Sir,
If there is no change in the way this country is governed, then the prognosis is a very gloomy one for the future of the Kingdom of Eswatini, whose potential is being sacrificed by an apparent lack of human capacity and a mindset starved of scholarship, ideas and innovation, as amply mirrored by the country’s retrogressive and suicidal political system.
If we allow things to continue as normal, there is no chance that this system can address the multiple challenges of a dysfunctional healthcare system, a perennially constricting economy, ever increasing unemployment, deepening poverty, rocketing criminal activity and structural as well as institutional corruption.
VS
Failure
The failure to prioritise electricity power generation, which is the primary vehicle for economic and human development, speaks volumes about the mindsets of the governing minority who have arrogated to themselves the right to think and speak for the people in perpetuity.
Over the years our government has failed to at least suspend money-draining capital projects until such time that the economy is in good shape or government’s cash-flow challenges have improved. And this has contributed to the healthcare sector being ineffective, such that it has continuously run out of the necessary medication. And this is one of the many reasons why the people of this country are fed up with the way things are being done in this country. The system of governance is responsible for all the social ills afflicting the nation.
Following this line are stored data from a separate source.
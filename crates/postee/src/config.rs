//! Server Configuration
//!
//! Built once from command-line flags, `AQUAALERT_*` environment variables
//! and built-in defaults. A non-empty environment value replaces the flag.

use clap::Parser;
use serde::Deserialize;
use std::time::Duration;
use thiserror::Error;

/// Default plaintext bind address
pub const DEFAULT_URL: &str = "0.0.0.0:8082";
/// Default TLS bind address
pub const DEFAULT_TLS: &str = "0.0.0.0:8445";
/// Default configuration folder flag value
pub const DEFAULT_CFG_FOLDER: &str = "/config/";

const ENV_PREFIX: &str = "AQUAALERT";

/// Configuration errors
#[derive(Debug, Error)]
pub enum ConfigError {
    #[error("failed to read environment: {0}")]
    Source(#[from] config::ConfigError),
    #[error("AQUAALERT_SHUTDOWN_TIMEOUT must be a number of seconds, got {0:?}")]
    InvalidShutdownTimeout(String),
}

/// Command-line flags
#[derive(Debug, Clone, Parser)]
#[command(
    name = "webhooksrv",
    version,
    about = "Aqua Container Security Webhook server"
)]
pub struct Cli {
    /// The socket to bind to, specified using host:port.
    #[arg(long, default_value = DEFAULT_URL)]
    pub url: String,

    /// The TLS socket to bind to, specified using host:port.
    #[arg(long, default_value = DEFAULT_TLS)]
    pub tls: String,

    /// The folder which contains alert configuration files.
    #[arg(long = "cfgFolder", default_value = DEFAULT_CFG_FOLDER)]
    pub cfg_folder: String,

    /// Give up on a service that takes longer than this to terminate.
    #[arg(long = "shutdown-timeout", value_name = "SECS")]
    pub shutdown_timeout: Option<u64>,
}

/// `AQUAALERT_*` environment overrides; empty values count as unset
#[derive(Debug, Clone, Default, Deserialize)]
pub struct EnvOverrides {
    pub url: Option<String>,
    pub tls: Option<String>,
    pub cfg_folder: Option<String>,
    pub shutdown_timeout: Option<String>,
    pub debug: Option<String>,
}

impl EnvOverrides {
    /// Read overrides from the process environment
    pub fn from_env() -> Result<Self, ConfigError> {
        Self::load(None)
    }

    /// Read overrides from an explicit variable map
    pub fn from_map(vars: config::Map<String, String>) -> Result<Self, ConfigError> {
        Self::load(Some(vars))
    }

    fn load(vars: Option<config::Map<String, String>>) -> Result<Self, ConfigError> {
        let settings = config::Config::builder()
            .add_source(
                config::Environment::with_prefix(ENV_PREFIX)
                    .ignore_empty(true)
                    .source(vars),
            )
            .build()?;

        Ok(settings.try_deserialize()?)
    }
}

/// Resolved configuration passed to the coordinator
#[derive(Debug, Clone, PartialEq)]
pub struct ServerConfig {
    /// Plaintext bind address
    pub url: String,
    /// TLS bind address
    pub tls: String,
    /// Tenant configuration folder; only the environment can set it
    pub cfg_folder: Option<String>,
    /// Per-service terminate bound, `None` waits indefinitely
    pub shutdown_timeout: Option<Duration>,
    /// Debug logging
    pub debug: bool,
}

impl ServerConfig {
    /// Apply environment overrides on top of the parsed flags.
    ///
    /// The `--cfgFolder` flag is replaced by `AQUAALERT_CFG_FOLDER`
    /// unconditionally, so an unset variable leaves the folder absent.
    pub fn resolve(cli: Cli, env: EnvOverrides) -> Result<Self, ConfigError> {
        let url = non_empty(env.url).unwrap_or(cli.url);
        let tls = non_empty(env.tls).unwrap_or(cli.tls);

        let shutdown_timeout = match non_empty(env.shutdown_timeout) {
            Some(raw) => Some(
                raw.trim()
                    .parse::<u64>()
                    .map_err(|_| ConfigError::InvalidShutdownTimeout(raw.clone()))?,
            ),
            None => cli.shutdown_timeout,
        }
        .map(Duration::from_secs);

        Ok(Self {
            url,
            tls,
            cfg_folder: non_empty(env.cfg_folder),
            shutdown_timeout,
            debug: non_empty(env.debug).is_some(),
        })
    }
}

fn non_empty(value: Option<String>) -> Option<String> {
    value.filter(|v| !v.is_empty())
}
//! Postee Webhook Server
//!
//! Process bootstrap for the multi-tenant alert dispatch service: resolves
//! configuration, discovers tenant files, runs the alert manager and the web
//! server, and shuts both down in order on SIGINT/SIGTERM.

pub mod config;
pub mod coordinator;

pub use self::config::{Cli, ConfigError, EnvOverrides, ServerConfig};
pub use coordinator::{Coordinator, CoordinatorError};
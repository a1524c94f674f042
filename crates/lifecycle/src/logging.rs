//! Logging Setup
//!
//! Installs the global `tracing` subscriber. Output goes to stderr unless a
//! log file is configured, in which case lines are appended to that file
//! through a non-blocking writer.

use std::fs::OpenOptions;
use std::path::PathBuf;
use thiserror::Error;
use tracing_appender::non_blocking::WorkerGuard;
use tracing_subscriber::fmt::writer::BoxMakeWriter;
use tracing_subscriber::EnvFilter;

/// Logging errors
#[derive(Debug, Error)]
pub enum LoggingError {
    #[error("failed to open log file {path}: {source}")]
    OpenFile {
        path: PathBuf,
        source: std::io::Error,
    },
    #[error("failed to install tracing subscriber: {0}")]
    Subscriber(String),
}

/// Logging configuration
#[derive(Debug, Clone, Default)]
pub struct LoggingConfig {
    /// Lower the default filter from `info` to `debug`
    pub debug: bool,
    /// Emit JSON lines instead of human-readable output
    pub json: bool,
    /// Append to this file instead of writing to stderr
    pub file: Option<PathBuf>,
}

/// Keeps the background file writer alive; hold it for the process lifetime.
pub struct LoggingGuard {
    _file_guard: Option<WorkerGuard>,
}

/// Initialize logging.
///
/// `RUST_LOG` takes precedence over the `debug` switch.
pub fn init_logging(config: &LoggingConfig) -> Result<LoggingGuard, LoggingError> {
    let (writer, file_guard) = match &config.file {
        Some(path) => {
            let file = OpenOptions::new()
                .create(true)
                .append(true)
                .open(path)
                .map_err(|source| LoggingError::OpenFile {
                    path: path.clone(),
                    source,
                })?;
            let (non_blocking, guard) = tracing_appender::non_blocking(file);
            (BoxMakeWriter::new(non_blocking), Some(guard))
        }
        None => (BoxMakeWriter::new(std::io::stderr), None),
    };

    let builder = tracing_subscriber::fmt()
        .with_env_filter(build_env_filter(config.debug))
        .with_target(true)
        .with_ansi(config.file.is_none())
        .with_writer(writer);

    let installed = if config.json {
        builder.json().try_init()
    } else {
        builder.try_init()
    };
    installed.map_err(|e| LoggingError::Subscriber(e.to_string()))?;

    Ok(LoggingGuard {
        _file_guard: file_guard,
    })
}

fn build_env_filter(debug: bool) -> EnvFilter {
    EnvFilter::try_from_default_env()
        .unwrap_or_else(|_| EnvFilter::new(if debug { "debug" } else { "info" }))
}

#[cfg(test)]
mod tests {
    use super::*;

    #[test]
    fn test_unopenable_log_file() {
        let dir = tempfile::tempdir().unwrap();
        let config = LoggingConfig {
            file: Some(dir.path().join("missing").join("postee.log")),
            ..Default::default()
        };

        let err = init_logging(&config).err().unwrap();
        assert!(matches!(err, LoggingError::OpenFile { .. }));
    }
}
If things do not change for the better, the plunder by the haves while the have-nots suffer will get worse. And this seems to be in sync with Frederic Bastiat when he wrote: “When plunder becomes a way of life for a group of men in a society, over the course of time they create for themselves a legal system that authorises it and a moral code that glorifies it.” Regrettably, that realm Bastiat was referring to is upon us in this kingdom.